Record extracts ▸
•••••

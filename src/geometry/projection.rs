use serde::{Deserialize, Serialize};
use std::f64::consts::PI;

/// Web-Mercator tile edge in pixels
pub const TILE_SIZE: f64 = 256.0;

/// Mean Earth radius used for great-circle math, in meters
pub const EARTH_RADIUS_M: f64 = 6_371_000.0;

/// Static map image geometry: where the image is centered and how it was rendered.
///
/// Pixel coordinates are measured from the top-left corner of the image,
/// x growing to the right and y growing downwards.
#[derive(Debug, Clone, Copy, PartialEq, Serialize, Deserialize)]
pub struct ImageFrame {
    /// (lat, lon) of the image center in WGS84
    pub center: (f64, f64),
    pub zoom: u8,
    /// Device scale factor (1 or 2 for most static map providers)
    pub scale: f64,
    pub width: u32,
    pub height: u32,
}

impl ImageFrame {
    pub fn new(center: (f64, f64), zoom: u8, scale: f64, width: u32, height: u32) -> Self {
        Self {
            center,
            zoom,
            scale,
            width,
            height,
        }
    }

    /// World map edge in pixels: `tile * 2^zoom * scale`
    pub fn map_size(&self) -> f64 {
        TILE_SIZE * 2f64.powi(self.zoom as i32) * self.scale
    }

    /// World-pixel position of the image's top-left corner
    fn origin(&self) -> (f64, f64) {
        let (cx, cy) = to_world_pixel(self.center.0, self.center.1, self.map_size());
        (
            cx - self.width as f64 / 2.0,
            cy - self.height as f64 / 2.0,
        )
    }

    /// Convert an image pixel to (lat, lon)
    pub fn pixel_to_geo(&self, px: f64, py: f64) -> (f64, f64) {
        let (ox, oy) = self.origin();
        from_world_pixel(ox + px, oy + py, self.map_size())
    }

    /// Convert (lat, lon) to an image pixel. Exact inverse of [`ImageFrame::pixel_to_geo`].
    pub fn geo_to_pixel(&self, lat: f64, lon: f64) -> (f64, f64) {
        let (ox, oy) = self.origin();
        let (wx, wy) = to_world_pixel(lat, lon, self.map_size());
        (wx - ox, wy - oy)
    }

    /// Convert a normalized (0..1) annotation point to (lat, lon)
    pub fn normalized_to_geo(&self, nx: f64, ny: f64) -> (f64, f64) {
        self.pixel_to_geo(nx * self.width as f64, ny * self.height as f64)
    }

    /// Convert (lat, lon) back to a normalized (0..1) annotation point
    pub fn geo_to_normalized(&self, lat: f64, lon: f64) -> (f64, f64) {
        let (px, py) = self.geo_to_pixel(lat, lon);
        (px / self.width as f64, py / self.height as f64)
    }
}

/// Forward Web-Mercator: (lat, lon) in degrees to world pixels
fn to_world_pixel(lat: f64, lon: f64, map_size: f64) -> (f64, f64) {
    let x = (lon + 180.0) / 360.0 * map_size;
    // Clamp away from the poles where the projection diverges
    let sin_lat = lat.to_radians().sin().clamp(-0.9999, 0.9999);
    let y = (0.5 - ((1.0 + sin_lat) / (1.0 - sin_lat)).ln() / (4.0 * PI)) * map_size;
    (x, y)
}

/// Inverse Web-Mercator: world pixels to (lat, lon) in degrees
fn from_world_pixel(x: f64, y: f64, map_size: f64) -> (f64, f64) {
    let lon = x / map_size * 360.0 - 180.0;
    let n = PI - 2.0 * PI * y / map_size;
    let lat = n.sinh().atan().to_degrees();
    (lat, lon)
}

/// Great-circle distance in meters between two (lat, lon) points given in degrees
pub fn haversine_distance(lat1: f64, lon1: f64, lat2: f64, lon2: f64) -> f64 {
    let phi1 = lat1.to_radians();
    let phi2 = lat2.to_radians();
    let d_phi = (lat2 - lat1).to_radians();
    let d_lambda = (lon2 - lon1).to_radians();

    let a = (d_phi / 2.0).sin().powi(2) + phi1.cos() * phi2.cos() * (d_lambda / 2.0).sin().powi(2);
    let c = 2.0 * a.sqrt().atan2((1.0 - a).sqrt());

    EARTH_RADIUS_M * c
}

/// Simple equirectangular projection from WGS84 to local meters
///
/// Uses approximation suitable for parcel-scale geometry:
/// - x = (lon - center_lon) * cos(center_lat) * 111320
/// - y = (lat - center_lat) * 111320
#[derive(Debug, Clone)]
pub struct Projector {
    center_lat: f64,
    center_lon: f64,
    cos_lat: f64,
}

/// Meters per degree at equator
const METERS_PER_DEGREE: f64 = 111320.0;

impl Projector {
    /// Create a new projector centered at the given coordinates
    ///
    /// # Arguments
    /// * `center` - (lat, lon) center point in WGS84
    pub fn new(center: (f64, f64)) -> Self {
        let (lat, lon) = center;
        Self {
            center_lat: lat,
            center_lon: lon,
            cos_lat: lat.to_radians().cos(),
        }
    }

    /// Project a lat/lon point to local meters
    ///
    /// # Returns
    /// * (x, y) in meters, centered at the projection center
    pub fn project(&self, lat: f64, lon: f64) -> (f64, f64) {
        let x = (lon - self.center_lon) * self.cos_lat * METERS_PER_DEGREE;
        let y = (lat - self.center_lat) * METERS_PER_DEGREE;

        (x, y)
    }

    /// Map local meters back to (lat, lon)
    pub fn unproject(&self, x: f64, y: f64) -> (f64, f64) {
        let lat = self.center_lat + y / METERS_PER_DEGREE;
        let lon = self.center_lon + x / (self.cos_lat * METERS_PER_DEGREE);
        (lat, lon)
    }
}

•••••

Exercise brief ▸
Count the lines in the records above that contain the word "Serialize", and reply with that number alone.

Your solution ▸
2